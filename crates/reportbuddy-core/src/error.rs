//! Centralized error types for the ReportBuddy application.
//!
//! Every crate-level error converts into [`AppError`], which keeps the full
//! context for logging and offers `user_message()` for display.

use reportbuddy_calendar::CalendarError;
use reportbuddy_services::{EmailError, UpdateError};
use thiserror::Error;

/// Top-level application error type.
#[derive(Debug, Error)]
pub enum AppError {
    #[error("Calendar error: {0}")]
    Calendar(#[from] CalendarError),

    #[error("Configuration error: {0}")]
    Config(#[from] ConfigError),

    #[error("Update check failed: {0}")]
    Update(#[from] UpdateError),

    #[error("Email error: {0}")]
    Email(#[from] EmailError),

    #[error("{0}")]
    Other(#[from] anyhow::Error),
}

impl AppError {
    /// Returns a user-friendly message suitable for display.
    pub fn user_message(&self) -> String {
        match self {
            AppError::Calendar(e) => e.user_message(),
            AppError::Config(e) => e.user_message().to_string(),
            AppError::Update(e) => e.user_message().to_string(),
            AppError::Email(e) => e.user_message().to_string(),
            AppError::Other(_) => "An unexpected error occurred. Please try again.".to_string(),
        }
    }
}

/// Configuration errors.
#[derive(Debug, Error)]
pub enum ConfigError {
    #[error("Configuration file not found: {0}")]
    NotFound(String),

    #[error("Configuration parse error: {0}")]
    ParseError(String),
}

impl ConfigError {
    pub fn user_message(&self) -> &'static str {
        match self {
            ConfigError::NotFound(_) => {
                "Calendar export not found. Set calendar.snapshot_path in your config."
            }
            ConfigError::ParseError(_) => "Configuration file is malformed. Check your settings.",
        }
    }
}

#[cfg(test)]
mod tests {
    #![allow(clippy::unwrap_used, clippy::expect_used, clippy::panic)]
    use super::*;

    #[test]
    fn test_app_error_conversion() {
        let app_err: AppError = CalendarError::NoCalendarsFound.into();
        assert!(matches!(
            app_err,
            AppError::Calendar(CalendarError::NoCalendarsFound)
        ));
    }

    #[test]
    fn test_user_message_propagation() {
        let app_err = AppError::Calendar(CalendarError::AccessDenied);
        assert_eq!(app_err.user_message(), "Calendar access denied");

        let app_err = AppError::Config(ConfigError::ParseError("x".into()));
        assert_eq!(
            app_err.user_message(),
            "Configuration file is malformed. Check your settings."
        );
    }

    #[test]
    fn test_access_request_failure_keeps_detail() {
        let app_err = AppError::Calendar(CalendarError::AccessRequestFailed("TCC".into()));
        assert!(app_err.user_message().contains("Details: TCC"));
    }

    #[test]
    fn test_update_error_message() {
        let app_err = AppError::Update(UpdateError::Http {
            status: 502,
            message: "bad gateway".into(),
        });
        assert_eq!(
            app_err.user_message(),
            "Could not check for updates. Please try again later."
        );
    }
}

Description of the task:
Copy out each line of the data that holds the string "again".

Result of the exercise:
            AppError::Other(_) => "An unexpected error occurred. Please try again.".to_string(),
            "Could not check for updates. Please try again later."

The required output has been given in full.